The report estimates that the 2020 fiscal deficit will rise by 43 per cent to K6.63 billion ‘driven by the substantial decline in revenue.’ It says this will be partly offset by savings of K737 million.
‘The nominal fall in GDP is enough to lift the 2020 Budget debt-to-GDP ratio from 40.3 per cent to 45.6 per cent. Looking forward, the impacts of COVID-19 are expected to continue into 2021, with scenarios to lift the debt-to-GDP ratio to over 55 per cent, even with improved revenues and severe constraints on the operating budget.’
Central Bank financing
The report says that the government has suspended pursuit of the Asian Development Bank’s (ADB) Partial Credit Guarantee because of poor emerging market bond conditions but is seeking emergency financing from the World Bank and ADB. Funding assistance will also come from Australia: a direct loan of $135 million (K347 million). Australia has already suspended repayments on another loan worth $A440 million (K1.13 billion).

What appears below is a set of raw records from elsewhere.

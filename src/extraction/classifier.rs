use super::leadership::{self, Leadership};
use super::rules;
use super::{Line, RoleContext};

/// What the classifier decided about one line
#[derive(Debug, Clone, Copy, PartialEq, Eq)]
pub enum LineClass {
    /// A role banner; shifts the context for following lines
    RoleHeader(RoleContext),
    /// Noise, with the name of the rule that matched
    Skip(&'static str),
    /// Possibly a player. `overridden` names the skip rule a leadership marker beat
    Candidate { overridden: Option<&'static str> },
}

#[derive(Debug, Clone)]
pub struct ClassifiedLine<'a> {
    pub line: &'a Line,
    /// Role context in effect for this line
    pub role: RoleContext,
    pub class: LineClass,
    pub leadership: Leadership,
}

/// Classify a single line given the role context carried in from the lines
/// above it, returning the context for the next line.
pub fn classify_line(context: RoleContext, text: &str) -> (RoleContext, LineClass, Leadership) {
    if let Some(role) = rules::role_header(text) {
        return (role, LineClass::RoleHeader(role), Leadership::default());
    }

    let leadership = leadership::detect(text);
    let class = match rules::first_skip_rule(text) {
        None => LineClass::Candidate { overridden: None },
        Some(rule) if rule.overridable && leadership.any() => LineClass::Candidate {
            overridden: Some(rule.name),
        },
        Some(rule) => LineClass::Skip(rule.name),
    };

    (context, class, leadership)
}

/// Fold the classifier over the lines in order
pub fn classify_lines(lines: &[Line]) -> Vec<ClassifiedLine<'_>> {
    lines
        .iter()
        .scan(RoleContext::Unknown, |context, line| {
            let (next, class, leadership) = classify_line(*context, &line.text);
            *context = next;
            Some(ClassifiedLine {
                line,
                role: next,
                class,
                leadership,
            })
        })
        .collect()
}
use axum::{
    http::StatusCode,
    response::{IntoResponse, Response},
    Json,
};
use serde::Serialize;
use thiserror::Error;

#[derive(Error, Debug)]
pub enum OcrError {
    #[error("OCR service is not configured: missing or placeholder API key")]
    NotConfigured,

    #[error("OCR service unreachable: {0}")]
    NetworkUnavailable(String),

    #[error("OCR provider error: {0}")]
    ProviderError(String),

    #[error("No text detected in the image")]
    NoTextDetected,

    #[error("No player names could be extracted from the image")]
    NoPlayersFound,

    #[error("Failed to initialize OCR client: {0}")]
    InitializationError(String),

    #[error("Unsupported upload format: {0}")]
    UnsupportedFormat(String),

    #[error("Image too large: {size} bytes (max: {max} bytes)")]
    ImageTooLarge { size: usize, max: usize },

    #[error("Missing file in request")]
    MissingFile,

    #[error("Invalid request: {0}")]
    InvalidRequest(String),
}

impl OcrError {
    /// Guidance shown to the user alongside the error, when there is any.
    pub fn suggestion(&self) -> Option<&'static str> {
        match self {
            OcrError::NotConfigured => {
                Some("Set OCR_SPACE_API_KEY to a valid OCR.space key and restart the server.")
            }
            OcrError::NetworkUnavailable(_) => {
                Some("Check your internet connection and try again in a moment.")
            }
            OcrError::ProviderError(_) => {
                Some("The OCR provider rejected the request; try again or use a smaller image.")
            }
            OcrError::NoTextDetected => Some(
                "Upload a clearer, uncropped screenshot of the team page with player names visible.",
            ),
            OcrError::NoPlayersFound => {
                Some("Make sure the screenshot shows the selected team, or enter the players manually.")
            }
            OcrError::UnsupportedFormat(_) => Some("Upload a PNG or JPEG screenshot."),
            _ => None,
        }
    }
}

#[derive(Serialize)]
pub struct ErrorResponse {
    pub error: String,
    pub code: String,
    #[serde(skip_serializing_if = "Option::is_none")]
    pub suggestion: Option<String>,
}

impl IntoResponse for OcrError {
    fn into_response(self) -> Response {
        let (status, code) = match &self {
            OcrError::NotConfigured => (StatusCode::SERVICE_UNAVAILABLE, "NOT_CONFIGURED"),
            OcrError::NetworkUnavailable(_) => {
                (StatusCode::SERVICE_UNAVAILABLE, "NETWORK_UNAVAILABLE")
            }
            OcrError::ProviderError(_) => (StatusCode::BAD_GATEWAY, "PROVIDER_ERROR"),
            OcrError::NoTextDetected => (StatusCode::UNPROCESSABLE_ENTITY, "NO_TEXT_DETECTED"),
            OcrError::NoPlayersFound => (StatusCode::UNPROCESSABLE_ENTITY, "NO_PLAYERS_FOUND"),
            OcrError::InitializationError(_) => (StatusCode::INTERNAL_SERVER_ERROR, "INIT_ERROR"),
            OcrError::UnsupportedFormat(_) => (StatusCode::BAD_REQUEST, "UNSUPPORTED_FORMAT"),
            OcrError::ImageTooLarge { .. } => (StatusCode::PAYLOAD_TOO_LARGE, "IMAGE_TOO_LARGE"),
            OcrError::MissingFile => (StatusCode::BAD_REQUEST, "MISSING_FILE"),
            OcrError::InvalidRequest(_) => (StatusCode::BAD_REQUEST, "INVALID_REQUEST"),
        };

        if status.is_server_error() {
            tracing::error!("{}", self);
        }

        let body = Json(ErrorResponse {
            error: self.to_string(),
            code: code.to_string(),
            suggestion: self.suggestion().map(str::to_string),
        });

        (status, body).into_response()
    }
}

There are, the report says, timing challenges, with the ‘prospect that much of the remaining finance will arrive late in the year.’ Accordingly, the government is turning to the Bank of PNG to provide temporary financing.
‘The ramifications of amending the Act to obtain central bank financing are serious, ranging from loss of confidence and credibility of the independence of monetary management to derailing the credit rating of the country.’
‘In line with international practice, PNG has a temporary advance facility from its Central Bank. However, PNG’s level is low relative to other countries. The government is looking to amend the Central Banking Act to increase the temporary advance limits.
According to the Central Banking (Amendment) Bill 2020 the Central Bank will be empowered to make ‘temporary advances to the government in respect of temporary deficiencies of revenue due to cash flow mismatches’ with the proviso that it should not exceed ’12 per cent of the annual average total revenue and grants receipts.’ This will represent a doubling of the previous limit.
The Governor of the Central Bank, Loi Bakani, has reportedly written to the Treasurer Ian Ling-Stuckey to raise concerns about the amendments.
‘The ramifications of amending the Act to obtain central bank financing are serious, ranging from loss of confidence and credibility of the independence of monetary management to derailing the credit rating of the country, adversely affecting our status in the international market as well as cooperation with bilateral and multilateral partners,’ the letter said.
The move to increase money printing by the central bank is not unusual in the current stressed economic conditions, however.
Central bank balance sheets have been expanding around the world. The US Federal Reserve is expected to double the size of its balance sheet this year to 38 per cent of GDP; the European Central Bank’s balance sheet will increase this year from 39 per cent to 64 per cent of GDP; the UK central bank’s assets will double from 25 per cent to 50 per cent; Japan’s central banks assets will rise from 103 per cent to 134 per cent; and the Reserve Bank of Australia’s assets will rise from nine per cent to 16 per cent.